RBBDA 2.0 was taking place in New York that summer. I gave a Chinese woman wearing a fanny pack thirty bucks for a ticket to Thirty-fourth Street on a charter bus that looked like it’d had a hard life. “You going New Yawk?” she asked, already herding me into the line of graduate students and staff assistants to Sen. Somebody. My bag was sentenced to the hull before I could answer, “Yes! I going New Yawk to find me a man.” I grabbed a seat near a window, sat back, and watched Mission Impossible II.

  Dexter and I were broken up, and this time I was serious about it. He said he had “weird in-between feelings” for me, so I was determined to get someone else between the sheets. Well, not really. The only one-night stand I ever had ended eleven months after with tears and a “what relationship?” So maybe I’ve never had one. Really, I just wanted to do enough heavy petting to warrant mentioning on Monday when Dex called to ask how my weekend with those “probably psycho-killer online sex chat friends” went.
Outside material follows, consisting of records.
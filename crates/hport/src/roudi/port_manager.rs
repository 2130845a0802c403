// SPDX-License-Identifier: Apache-2.0 OR MIT
// Copyright (c) 2025-2026 naskel.com

//! Port Manager - owns the registry, hands out entries, runs discovery.
//!
//! Acquisition never blocks: the first free slot is claimed or the kind's
//! exhaustion error is reported to the [`ErrorHandler`] (as
//! [`Severity::Fatal`]) and then returned. Deletion only flags entries; the
//! next [`PortManager::do_discovery`] purges them and frees their capacity.

use super::discovery::Discovery;
use super::port_pool::PortPool;
use crate::capro::{CaproMessage, ServiceDescription};
use crate::config::{ConfigError, PortConfigInfo, RouDiConfig};
use crate::error::{ErrorHandler, ErrorKind, PortPoolError, Severity};
use crate::mepoo::ChunkPool;
use crate::pool::{FixedPool, Handle};
use crate::ports::{
    ApplicationPortData, InterfacePortData, Interfaces, NodeData, Ownership, PublisherOptions,
    PublisherPortData, RegistryContext, SubscriberOptions, SubscriberPortData,
};
use crate::sync::{ConditionVariableData, EventVariableData};
use parking_lot::Mutex;
use std::sync::Arc;

/// Central registry owner.
///
/// One instance per daemon; processes share its [`PortPool`] through
/// [`PortManager::context`].
pub struct PortManager {
    pool: Arc<PortPool>,
    errors: Arc<ErrorHandler>,
    config: RouDiConfig,
    discovery_lock: Mutex<()>,
}

impl PortManager {
    /// Validate `config` and reserve every registry pool.
    pub fn new(config: RouDiConfig) -> Result<Self, ConfigError> {
        Self::with_error_handler(config, Arc::new(ErrorHandler::new()))
    }

    /// Like [`PortManager::new`] with a caller-provided error handler.
    pub fn with_error_handler(
        config: RouDiConfig,
        errors: Arc<ErrorHandler>,
    ) -> Result<Self, ConfigError> {
        config.validate()?;
        log::debug!(
            "[roudi] port manager created (policy={}, max_chunks_held={})",
            config.connection_policy(),
            config.max_chunks_held_per_subscriber()
        );
        Ok(Self {
            pool: Arc::new(PortPool::new(&config)),
            errors,
            config,
            discovery_lock: Mutex::new(()),
        })
    }

    #[must_use]
    pub fn config(&self) -> &RouDiConfig {
        &self.config
    }

    #[must_use]
    pub fn port_pool(&self) -> &Arc<PortPool> {
        &self.pool
    }

    #[must_use]
    pub fn error_handler(&self) -> &Arc<ErrorHandler> {
        &self.errors
    }

    /// Context from which facades resolve their entries.
    #[must_use]
    pub fn context(&self) -> RegistryContext {
        RegistryContext::new(Arc::clone(&self.pool), Arc::clone(&self.errors))
    }

    // ------------------------------------------------------------------
    // Acquisition
    // ------------------------------------------------------------------

    /// Register a publisher. With `offer_on_create` it is offered and matched
    /// before this call returns.
    pub fn acquire_publisher_port_data(
        &self,
        service: ServiceDescription,
        options: &PublisherOptions,
        process_name: &str,
        payload_pool: Arc<dyn ChunkPool>,
        port_config_info: PortConfigInfo,
    ) -> Result<Handle<PublisherPortData>, PortPoolError> {
        let unique_id = self.pool.next_unique_id();
        let handle = self.acquire(
            &self.pool.publishers,
            PortPoolError::PublisherPortListFull,
            |data| {
                data.reset(
                    process_name,
                    service,
                    options,
                    unique_id,
                    payload_pool,
                    port_config_info,
                );
                if options.offer_on_create {
                    data.request_offer(true);
                }
            },
        )?;
        log::debug!(
            "[roudi] publisher {:?} acquired by '{}' for {}",
            handle,
            process_name,
            service
        );

        if options.offer_on_create {
            let _guard = self.discovery_lock.lock();
            Discovery::new(&self.pool, self.config.connection_policy()).run_for_publisher(handle);
        }
        Ok(handle)
    }

    /// Register a subscriber. With `subscribe_on_create` it is subscribed and
    /// matched before this call returns.
    pub fn acquire_subscriber_port_data(
        &self,
        service: ServiceDescription,
        options: &SubscriberOptions,
        process_name: &str,
        port_config_info: PortConfigInfo,
    ) -> Result<Handle<SubscriberPortData>, PortPoolError> {
        let unique_id = self.pool.next_unique_id();
        let handle = self.acquire(
            &self.pool.subscribers,
            PortPoolError::SubscriberPortListFull,
            |data| {
                data.reset(process_name, service, options, unique_id, port_config_info);
                if options.subscribe_on_create {
                    data.request_subscribe();
                }
            },
        )?;
        log::debug!(
            "[roudi] subscriber {:?} acquired by '{}' for {}",
            handle,
            process_name,
            service
        );

        if options.subscribe_on_create {
            let _guard = self.discovery_lock.lock();
            Discovery::new(&self.pool, self.config.connection_policy())
                .run_for_subscriber(handle);
        }
        Ok(handle)
    }

    /// Register an interface port. Every service offered at this point is
    /// queued for it right away; later offers arrive through discovery.
    pub fn acquire_interface_port_data(
        &self,
        interface: Interfaces,
        process_name: &str,
        node_name: &str,
    ) -> Result<Handle<InterfacePortData>, PortPoolError> {
        // Held across publication so no pass forwards to the slot before the
        // initial snapshot is queued
        let _guard = self.discovery_lock.lock();
        let handle = self.acquire(
            &self.pool.interfaces,
            PortPoolError::InterfacePortListFull,
            |data| data.reset(interface, process_name, node_name),
        )?;

        if let Some(data) = self.pool.interfaces.get(handle) {
            if data.take_initial_offer_forward() {
                for (_, publisher) in self.pool.publishers.iter() {
                    if publisher.is_offered() {
                        data.push_capro(CaproMessage::offer(publisher.header().service()));
                    }
                }
            }
        }
        log::debug!(
            "[roudi] interface {} port acquired by '{}'",
            interface,
            process_name
        );
        Ok(handle)
    }

    pub fn acquire_application_port_data(
        &self,
        process_name: &str,
    ) -> Result<Handle<ApplicationPortData>, PortPoolError> {
        self.acquire(
            &self.pool.applications,
            PortPoolError::ApplicationPortListFull,
            |data| data.reset(process_name),
        )
    }

    pub fn acquire_node_data(
        &self,
        process_name: &str,
        node_name: &str,
        node_device_identifier: u64,
    ) -> Result<Handle<NodeData>, PortPoolError> {
        self.acquire(&self.pool.nodes, PortPoolError::NodeDataListFull, |data| {
            data.reset(process_name, node_name, node_device_identifier);
        })
    }

    pub fn acquire_condition_variable_data(
        &self,
        process_name: &str,
    ) -> Result<Handle<ConditionVariableData>, PortPoolError> {
        self.acquire(
            &self.pool.condition_variables,
            PortPoolError::ConditionVariableListFull,
            |data| data.reset(process_name),
        )
    }

    pub fn acquire_event_variable_data(
        &self,
        process_name: &str,
    ) -> Result<Handle<EventVariableData>, PortPoolError> {
        self.acquire(
            &self.pool.event_variables,
            PortPoolError::EventVariableListFull,
            |data| data.reset(process_name),
        )
    }

    fn acquire<T, const N: usize>(
        &self,
        pool: &FixedPool<T, N>,
        exhausted: PortPoolError,
        init: impl FnOnce(&T),
    ) -> Result<Handle<T>, PortPoolError> {
        match pool.acquire(init) {
            Some(handle) => Ok(handle),
            None => {
                self.errors
                    .report(ErrorKind::PortPool(exhausted), None, Severity::Fatal);
                Err(exhausted)
            }
        }
    }

    // ------------------------------------------------------------------
    // Deletion and discovery
    // ------------------------------------------------------------------

    /// Flag every entry owned by `process_name` for destruction.
    ///
    /// Idempotent. Capacity is freed by the next discovery pass.
    pub fn delete_ports_of_process(&self, process_name: &str) {
        let pool = &self.pool;
        let flagged = flag_owned(pool.publishers.iter().map(|(_, d)| &d.header().owner), process_name)
            + flag_owned(pool.subscribers.iter().map(|(_, d)| &d.header().owner), process_name)
            + flag_owned(pool.interfaces.iter().map(|(_, d)| d.owner()), process_name)
            + flag_owned(pool.applications.iter().map(|(_, d)| d.owner()), process_name)
            + flag_owned(pool.nodes.iter().map(|(_, d)| d.owner()), process_name)
            + flag_owned(pool.condition_variables.iter().map(|(_, d)| d.owner()), process_name)
            + flag_owned(pool.event_variables.iter().map(|(_, d)| d.owner()), process_name);

        log::info!(
            "[roudi] flagged {} entries of process '{}' for destruction",
            flagged,
            process_name
        );
    }

    /// Run a full discovery pass. Serialised with every other pass.
    pub fn do_discovery(&self) {
        let _guard = self.discovery_lock.lock();
        Discovery::new(&self.pool, self.config.connection_policy()).run();
    }

    /// Incremented once per pass that changed the set of offered services.
    #[must_use]
    pub fn service_registry_change_counter(&self) -> u64 {
        self.pool.service_registry_change_counter()
    }

    /// Offered services matching a (possibly wildcard) description.
    #[must_use]
    pub fn find_service(&self, service: &ServiceDescription) -> Vec<ServiceDescription> {
        self.pool.service_registry.find(service)
    }
}

impl std::fmt::Debug for PortManager {
    fn fmt(&self, f: &mut std::fmt::Formatter<'_>) -> std::fmt::Result {
        f.debug_struct("PortManager")
            .field("config", &self.config)
            .field("pool", &self.pool)
            .finish_non_exhaustive()
    }
}

fn flag_owned<'a>(owners: impl Iterator<Item = &'a Ownership>, process_name: &str) -> usize {
    let mut flagged = 0;
    for owner in owners {
        if owner.belongs_to(process_name) {
            owner.mark_to_be_destroyed();
            flagged += 1;
        }
    }
    flagged
}
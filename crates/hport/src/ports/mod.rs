// SPDX-License-Identifier: Apache-2.0 OR MIT
// Copyright (c) 2025-2026 naskel.com

//! Port records living in the registry and the facades owners use on them.

mod application;
mod base;
mod interface;
mod publisher;
mod publisher_user;
mod subscriber;
mod subscriber_user;

pub use application::{ApplicationPortData, NodeData};
pub use base::{Ownership, PortHeader, RegistryContext};
pub use interface::{InterfacePortData, InterfacePortUser, Interfaces};
pub use publisher::{PublisherOptions, PublisherPortData};
pub use publisher_user::PublisherPortUser;
pub use subscriber::{SubscribeState, SubscriberOptions, SubscriberPortData};
pub use subscriber_user::SubscriberPortUser;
Because in-between feelings were still feelings, after all.

  So. RBBDA. There were three distinct factions on “the boards”: newbies, regulars, and lurkers. I was a semiregular with lurker tendencies. It seemed as if every thirty minutes spent working damaged my brain in such a way that I couldn’t remember whether or not I’d checked the groups discussion board, wall, or news section that day. Trusting my gut, I’d get as far as “www.fa…” before my computer did the rest. Once inside, I spent the next hour reading posts, showing the pervier ones to my white work wife Emily, and then deciding not to make any potentially-harmful-when-my-husband-is-trying-to-win-Iowa comments of my own. That was the lurker in me—getting off on the sex diaries of others but remaining stingy with mine. To a certain extent. Once I did share a few lines about the time an old friend gave a valiant if brusque effort in a Los Angeles hotel room. But that was it. And the other time with a seven-foot college basketball star who could lift his leg behind his head and squeal like a gymnast half his size. Okay, fine, I was a perv too.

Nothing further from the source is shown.